To give credit where it’s due: a few LOEX presentations that I’ve been to have broken free of this model — and they’ve been the best sessions, by far, that I’ve attended at LOEX — but those sessions have been very clearly labeled as “interactive workshops” rather than “sessions,” and there’s always language in the abstract that indicates that there will be audience participation. (Which sometimes sounds to me like a warning along the lines of, “if you want to sit in the back and snooze, you might want to pick another session.”) And those interactive workshops have, in the past at least, been a minority of the sessions at the conference, though I hope that will gradually change.

So what can we do about this? As a start, I’ll throw out there that I’d like to see all conference presentations include at least some element of active learning, and I’d like to see some conference presentations radically re-thought in terms of audience participation, to the point where they’re more unconference-like, and the “presenter” is really just a facilitator.
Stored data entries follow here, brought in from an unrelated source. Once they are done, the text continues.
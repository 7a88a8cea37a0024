pub mod auth;
pub mod chirps;
pub mod users;

use axum::extract::DefaultBodyLimit;
use axum::http::{header, HeaderValue, Method};
use axum::Router;
use tower_http::cors::{AllowOrigin, CorsLayer};
use tower_http::services::ServeDir;
use tower_http::trace::TraceLayer;

use crate::content::chirps::MAX_MEDIA_PER_CHIRP;
use crate::error::AppError;
use crate::state::AppState;

/// The full HTTP surface with its layers applied.
pub fn app(state: AppState) -> Router {
    // Room for every file of the largest form plus its text fields.
    let body_limit = state.config.media.max_upload_bytes * (MAX_MEDIA_PER_CHIRP + 1);

    Router::new()
        .merge(auth::router())
        .merge(users::router())
        .merge(chirps::router())
        .method_not_allowed_fallback(|| async { AppError::MethodNotAllowed })
        .nest_service("/media", ServeDir::new(state.config.media_local_dir()))
        .fallback(|| async { AppError::NotFound("Route not found".into()) })
        .layer(DefaultBodyLimit::max(body_limit))
        .layer(cors_layer(&state.config.server.cors_origin))
        .layer(TraceLayer::new_for_http())
        .with_state(state)
}

fn cors_layer(origin: &str) -> CorsLayer {
    let allow_origin = match origin {
        "*" => AllowOrigin::mirror_request(),
        exact => match HeaderValue::from_str(exact) {
            Ok(value) => AllowOrigin::exact(value),
            Err(_) => {
                tracing::warn!("Invalid CORS origin {:?}, mirroring request origin", exact);
                AllowOrigin::mirror_request()
            }
        },
    };

    CorsLayer::new()
        .allow_origin(allow_origin)
        .allow_credentials(true)
        .allow_methods([
            Method::GET,
            Method::POST,
            Method::PUT,
            Method::PATCH,
            Method::DELETE,
            Method::OPTIONS,
        ])
        .allow_headers([header::CONTENT_TYPE, header::AUTHORIZATION])
}
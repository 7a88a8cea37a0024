use std::collections::HashMap;
use std::path::{Path, PathBuf};

use axum::extract::multipart::{Field, Multipart};
use rand::Rng;
use tokio::io::AsyncWriteExt;

use crate::db::models::MediaKind;
use crate::error::{AppError, AppResult};

/// An uploaded file written to the temp directory, waiting to be handed
/// to the media store. The file is deleted when the value is dropped.
#[derive(Debug)]
pub struct StagedFile {
    pub field: String,
    pub path: PathBuf,
    pub original_name: String,
    pub content_type: String,
    pub kind: MediaKind,
}

impl Drop for StagedFile {
    fn drop(&mut self) {
        let _ = std::fs::remove_file(&self.path);
    }
}

/// Which file fields a form accepts.
#[derive(Debug, Clone, Copy)]
pub struct FileRule {
    pub field: &'static str,
    pub max_count: usize,
    pub images_only: bool,
}

#[derive(Debug, Default)]
pub struct UploadForm {
    fields: HashMap<String, String>,
    files: Vec<StagedFile>,
}

impl UploadForm {
    pub fn text(&self, name: &str) -> Option<&str> {
        self.fields.get(name).map(String::as_str)
    }

    /// Text field with surrounding whitespace removed; blank counts as absent.
    pub fn trimmed(&self, name: &str) -> Option<&str> {
        self.text(name).map(str::trim).filter(|s| !s.is_empty())
    }

    pub fn take_files(&mut self, field: &str) -> Vec<StagedFile> {
        let (taken, kept) = std::mem::take(&mut self.files)
            .into_iter()
            .partition(|f| f.field == field);
        self.files = kept;
        taken
    }

    pub fn take_file(&mut self, field: &str) -> Option<StagedFile> {
        self.take_files(field).into_iter().next()
    }
}

fn staged_name(original: &str) -> String {
    let bytes: [u8; 12] = rand::thread_rng().gen();
    let ext = Path::new(original)
        .extension()
        .and_then(|e| e.to_str())
        .map(|e| format!(".{}", e))
        .unwrap_or_default();
    format!("{}{}", hex::encode(bytes), ext)
}

fn multipart_error(e: impl std::fmt::Display) -> AppError {
    tracing::debug!("Multipart read error: {}", e);
    AppError::BadRequest("Invalid multipart body".into())
}

/// Read a whole multipart form, staging file parts to `temp_dir`.
pub async fn read_form(
    mut multipart: Multipart,
    temp_dir: &Path,
    max_file_bytes: usize,
    rules: &[FileRule],
) -> AppResult<UploadForm> {
    tokio::fs::create_dir_all(temp_dir)
        .await
        .map_err(|e| AppError::Internal(format!("cannot create temp dir: {}", e)))?;

    let mut form = UploadForm::default();

    while let Some(field) = multipart.next_field().await.map_err(multipart_error)? {
        let name = field.name().unwrap_or_default().to_string();

        if field.file_name().is_none() {
            let value = field.text().await.map_err(multipart_error)?;
            form.fields.insert(name, value);
            continue;
        }

        let rule = rules
            .iter()
            .find(|r| r.field == name)
            .ok_or_else(|| AppError::BadRequest(format!("Unexpected file field: {}", name)))?;

        if form.files.iter().filter(|f| f.field == name).count() >= rule.max_count {
            return Err(AppError::BadRequest(format!(
                "At most {} file(s) allowed for {}",
                rule.max_count, name
            )));
        }

        let staged = stage_field(field, &name, temp_dir, max_file_bytes, rule).await?;
        form.files.push(staged);
    }

    Ok(form)
}

async fn stage_field(
    mut field: Field<'_>,
    name: &str,
    temp_dir: &Path,
    max_file_bytes: usize,
    rule: &FileRule,
) -> AppResult<StagedFile> {
    let original_name = field.file_name().unwrap_or("upload").to_string();
    let content_type = field
        .content_type()
        .map(str::to_string)
        .unwrap_or_else(|| {
            mime_guess::from_path(&original_name)
                .first_or_octet_stream()
                .to_string()
        });

    let kind = MediaKind::from_mime(&content_type)?;
    if rule.images_only && kind != MediaKind::Image {
        return Err(AppError::BadRequest(format!(
            "Unsupported file type: {}",
            content_type
        )));
    }

    // Constructed before writing so a partial file is removed on any error below.
    let staged = StagedFile {
        field: name.to_string(),
        path: temp_dir.join(staged_name(&original_name)),
        original_name,
        content_type,
        kind,
    };

    let mut out = tokio::fs::File::create(&staged.path)
        .await
        .map_err(|e| AppError::Internal(format!("cannot stage upload: {}", e)))?;

    let mut written = 0usize;
    while let Some(chunk) = field.chunk().await.map_err(multipart_error)? {
        written += chunk.len();
        if written > max_file_bytes {
            return Err(AppError::BadRequest("File too large".into()));
        }
        out.write_all(&chunk)
            .await
            .map_err(|e| AppError::Internal(format!("cannot stage upload: {}", e)))?;
    }
    out.flush()
        .await
        .map_err(|e| AppError::Internal(format!("cannot stage upload: {}", e)))?;

    Ok(staged)
}

#[cfg(test)]
mod tests {
    use super::*;

    #[test]
    fn staged_names_keep_extension() {
        let name = staged_name("holiday.jpeg");
        assert!(name.ends_with(".jpeg"));
        assert_eq!(name.len(), 24 + ".jpeg".len());
        assert_ne!(staged_name("a.png"), staged_name("a.png"));
        assert_eq!(staged_name("noext").len(), 24);
    }

    #[test]
    fn dropping_staged_file_deletes_it() {
        let tmp = tempfile::tempdir().unwrap();
        let path = tmp.path().join("x.png");
        std::fs::write(&path, b"x").unwrap();
        let staged = StagedFile {
            field: "avatar".into(),
            path: path.clone(),
            original_name: "x.png".into(),
            content_type: "image/png".into(),
            kind: MediaKind::Image,
        };
        drop(staged);
        assert!(!path.exists());
    }

    #[test]
    fn take_files_partitions_by_field() {
        let tmp = tempfile::tempdir().unwrap();
        let mk = |field: &str, n: &str| StagedFile {
            field: field.into(),
            path: tmp.path().join(n),
            original_name: n.into(),
            content_type: "image/png".into(),
            kind: MediaKind::Image,
        };
        let mut form = UploadForm {
            fields: HashMap::from([("content".to_string(), "  hi  ".to_string())]),
            files: vec![mk("media", "a"), mk("avatar", "b"), mk("media", "c")],
        };
        assert_eq!(form.take_files("media").len(), 2);
        assert!(form.take_file("avatar").is_some());
        assert!(form.take_file("avatar").is_none());
        assert_eq!(form.trimmed("content"), Some("hi"));
        assert_eq!(form.trimmed("missing"), None);
    }
}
I know, I know – “but there’s all this content that I have to transmit to the audience!!!” Yup. Same here: ever try to tell 25 undergrads everything they need to know about searching JSTOR in 50 minutes? Guess what? It can’t be done. So don’t even try! Give them what they need to get started; give them the tools they’ll need to learn on their own, and then set them loose. Librarians are smart folks, we’ll figure it out.

Update, April 9, 2009: Here’s a great example of what I’m talking about: Sarah Houghton-Jan (the Librarian in Black) did a presentation for the Texas Library Association last week, and her slides are up on Slideshare. Take a look at slides #15, #23, and #32: in each one, she asks audience members to turn to the person next to them and discuss what they’re doing in response to a particular question. This is super, because it can work with any number of people in the audience, it provides little breaks in the presentation, and it gives audience members a chance to learn from each other. Great work, Sarah!